RECORDS PROVIDED: Begin

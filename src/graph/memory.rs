//! In-memory property graph backend
//!
//! Keeps nodes in insertion order so search and traversal results are
//! deterministic. Shared across retrievals behind a tokio `RwLock`.

use async_trait::async_trait;
use chrono::{DateTime, Utc};
use serde::{Deserialize, Serialize};
use std::collections::{BTreeMap, HashMap, HashSet, VecDeque};
use std::path::Path;
use tokio::sync::RwLock;
use tracing::debug;
use uuid::Uuid;

use crate::errors::Result;
use crate::graph::backend::{GraphBackend, StoreFailure, StoreResult};
use crate::graph::matching::match_confidence;
use crate::graph::model::{Node, Relation};

/// Serializable copy of a whole graph
#[derive(Debug, Clone, Default, Serialize, Deserialize)]
pub struct GraphSnapshot {
    #[serde(default)]
    pub nodes: Vec<Node>,
    #[serde(default)]
    pub relations: Vec<Relation>,
    #[serde(default, skip_serializing_if = "Option::is_none")]
    pub exported_at: Option<DateTime<Utc>>,
}

impl GraphSnapshot {
    /// Read a snapshot from a JSON file
    pub fn load(path: &Path) -> Result<Self> {
        let contents = std::fs::read_to_string(path)?;
        Ok(serde_json::from_str(&contents)?)
    }

    /// Write the snapshot as pretty JSON
    pub fn save(&self, path: &Path) -> Result<()> {
        let json = serde_json::to_string_pretty(self)?;
        std::fs::write(path, json)?;
        Ok(())
    }
}

/// Aggregate counts over the graph
#[derive(Debug, Clone, Default, PartialEq, Serialize, Deserialize)]
pub struct GraphStatistics {
    pub node_count: usize,
    pub relation_count: usize,
    pub node_types: BTreeMap<String, usize>,
    pub relation_types: BTreeMap<String, usize>,
    pub average_degree: f64,
}

#[derive(Default)]
struct GraphState {
    nodes: HashMap<String, Node>,
    order: Vec<String>,
    relations: Vec<Relation>,
    /// Node id -> ids across each incident relation, in relation order
    adjacency: HashMap<String, Vec<String>>,
    closed: bool,
}

impl GraphState {
    fn ensure_open(&self) -> StoreResult<()> {
        if self.closed {
            Err(StoreFailure::backend("store closed"))
        } else {
            Ok(())
        }
    }

    fn adjacent(&self, id: &str) -> &[String] {
        self.adjacency.get(id).map(Vec::as_slice).unwrap_or_default()
    }

    fn link(&mut self, relation: &Relation) {
        self.adjacency
            .entry(relation.start_node.clone())
            .or_default()
            .push(relation.end_node.clone());
        if relation.start_node != relation.end_node {
            self.adjacency
                .entry(relation.end_node.clone())
                .or_default()
                .push(relation.start_node.clone());
        }
    }

    /// Rebuild the adjacency index after relations were removed
    fn relink(&mut self) {
        self.adjacency.clear();
        let relations = std::mem::take(&mut self.relations);
        for relation in &relations {
            self.link(relation);
        }
        self.relations = relations;
    }
}

/// Property graph held entirely in memory
#[derive(Default)]
pub struct InMemoryGraph {
    state: RwLock<GraphState>,
}

impl InMemoryGraph {
    pub fn new() -> Self {
        Self::default()
    }

    /// Build a graph from a snapshot. Relations with unknown endpoints are skipped.
    pub async fn from_snapshot(snapshot: GraphSnapshot) -> Self {
        let graph = Self::new();
        graph.import(snapshot).await;
        graph
    }

    /// Merge a snapshot into this graph, returning (nodes, relations) imported.
    pub async fn import(&self, snapshot: GraphSnapshot) -> (usize, usize) {
        let mut nodes = 0;
        let mut relations = 0;
        for node in snapshot.nodes {
            if self.add_node(node).await.is_ok() {
                nodes += 1;
            }
        }
        for relation in snapshot.relations {
            match self.add_relation(relation).await {
                Ok(()) => relations += 1,
                Err(e) => debug!(error = %e, "skipping relation during import"),
            }
        }
        (nodes, relations)
    }

    /// Export every node and relation
    pub async fn snapshot(&self) -> GraphSnapshot {
        let state = self.state.read().await;
        GraphSnapshot {
            nodes: state
                .order
                .iter()
                .filter_map(|id| state.nodes.get(id).cloned())
                .collect(),
            relations: state.relations.clone(),
            exported_at: Some(Utc::now()),
        }
    }

    pub async fn statistics(&self) -> GraphStatistics {
        let state = self.state.read().await;
        let mut stats = GraphStatistics {
            node_count: state.nodes.len(),
            relation_count: state.relations.len(),
            ..Default::default()
        };

        for node in state.nodes.values() {
            *stats.node_types.entry(node.node_type.clone()).or_insert(0) += 1;
        }
        for relation in &state.relations {
            *stats
                .relation_types
                .entry(relation.relation_type.clone())
                .or_insert(0) += 1;
        }
        if stats.node_count > 0 {
            // Each edge contributes to the degree of both endpoints
            stats.average_degree = (2 * stats.relation_count) as f64 / stats.node_count as f64;
        }

        stats
    }
}

#[async_trait]
impl GraphBackend for InMemoryGraph {
    async fn add_node(&self, mut node: Node) -> StoreResult<String> {
        if node.name.trim().is_empty() {
            return Err(StoreFailure::invalid("node name must not be empty"));
        }
        let mut state = self.state.write().await;
        state.ensure_open()?;

        if node.id.is_empty() {
            node.id = Uuid::new_v4().to_string();
        }
        let id = node.id.clone();
        if state.nodes.insert(id.clone(), node).is_none() {
            state.order.push(id.clone());
        }
        Ok(id)
    }

    async fn get_node(&self, id: &str) -> StoreResult<Node> {
        let state = self.state.read().await;
        state.ensure_open()?;
        state
            .nodes
            .get(id)
            .cloned()
            .ok_or_else(|| StoreFailure::not_found(id))
    }

    async fn update_node(&self, node: Node) -> StoreResult<()> {
        if node.name.trim().is_empty() {
            return Err(StoreFailure::invalid("node name must not be empty"));
        }
        let mut state = self.state.write().await;
        state.ensure_open()?;
        match state.nodes.get_mut(&node.id) {
            Some(existing) => {
                *existing = node;
                Ok(())
            }
            None => Err(StoreFailure::not_found(node.id)),
        }
    }

    async fn delete_node(&self, id: &str) -> StoreResult<()> {
        let mut state = self.state.write().await;
        state.ensure_open()?;
        if state.nodes.remove(id).is_none() {
            return Err(StoreFailure::not_found(id));
        }
        state.order.retain(|existing| existing != id);
        state.relations.retain(|r| !r.touches(id));
        state.relink();
        Ok(())
    }

    async fn add_relation(&self, relation: Relation) -> StoreResult<()> {
        let mut state = self.state.write().await;
        state.ensure_open()?;
        for endpoint in [&relation.start_node, &relation.end_node] {
            if !state.nodes.contains_key(endpoint) {
                return Err(StoreFailure::invalid(format!(
                    "relation endpoint does not exist: {}",
                    endpoint
                )));
            }
        }

        if let Some(pos) = state.relations.iter().position(|r| r.same_edge(&relation)) {
            state.relations[pos] = relation;
        } else {
            state.link(&relation);
            state.relations.push(relation);
        }
        Ok(())
    }

    async fn delete_relation(&self, relation: &Relation) -> StoreResult<()> {
        let mut state = self.state.write().await;
        state.ensure_open()?;
        let before = state.relations.len();
        state.relations.retain(|r| !r.same_edge(relation));
        if state.relations.len() == before {
            return Err(StoreFailure::not_found(format!(
                "{}-[{}]->{}",
                relation.start_node, relation.relation_type, relation.end_node
            )));
        }
        state.relink();
        Ok(())
    }

    async fn get_neighbors(&self, id: &str, max_depth: usize) -> StoreResult<Vec<Node>> {
        let state = self.state.read().await;
        state.ensure_open()?;
        if !state.nodes.contains_key(id) {
            return Err(StoreFailure::not_found(id));
        }

        let mut neighbors = Vec::new();
        let mut visited: HashSet<&str> = HashSet::new();
        let mut queue: VecDeque<(&str, usize)> = VecDeque::new();
        visited.insert(id);
        queue.push_back((id, 0));

        while let Some((current, depth)) = queue.pop_front() {
            if depth >= max_depth {
                continue;
            }
            for next in state.adjacent(current) {
                let next = next.as_str();
                if !visited.insert(next) {
                    continue;
                }
                // Dangling endpoints are not traversed
                if let Some(node) = state.nodes.get(next) {
                    neighbors.push(node.clone());
                    queue.push_back((next, depth + 1));
                }
            }
        }

        Ok(neighbors)
    }

    async fn search_nodes(
        &self,
        query: &str,
        node_types: Option<&[String]>,
    ) -> StoreResult<Vec<Node>> {
        let state = self.state.read().await;
        state.ensure_open()?;

        let type_allowed = |node: &Node| {
            node_types.map_or(true, |types| types.iter().any(|t| t == &node.node_type))
        };
        let candidates = state
            .order
            .iter()
            .filter_map(|id| state.nodes.get(id))
            .filter(|node| type_allowed(*node));

        if query.trim().is_empty() {
            return Ok(candidates.cloned().collect());
        }

        let mut matched: Vec<(f32, &Node)> = candidates
            .filter_map(|node| match_confidence(query, node).map(|score| (score, node)))
            .collect();
        // Stable: equal confidence keeps insertion order
        matched.sort_by(|a, b| b.0.partial_cmp(&a.0).unwrap_or(std::cmp::Ordering::Equal));

        Ok(matched.into_iter().map(|(_, node)| node.clone()).collect())
    }

    async fn close(&self) -> StoreResult<()> {
        let mut state = self.state.write().await;
        state.closed = true;
        Ok(())
    }
}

RECORDS PROVIDED: End

Where the material contains a line with "query", return that line.

        query: &str,
        if query.trim().is_empty() {
            .filter_map(|node| match_confidence(query, node).map(|score| (score, node)))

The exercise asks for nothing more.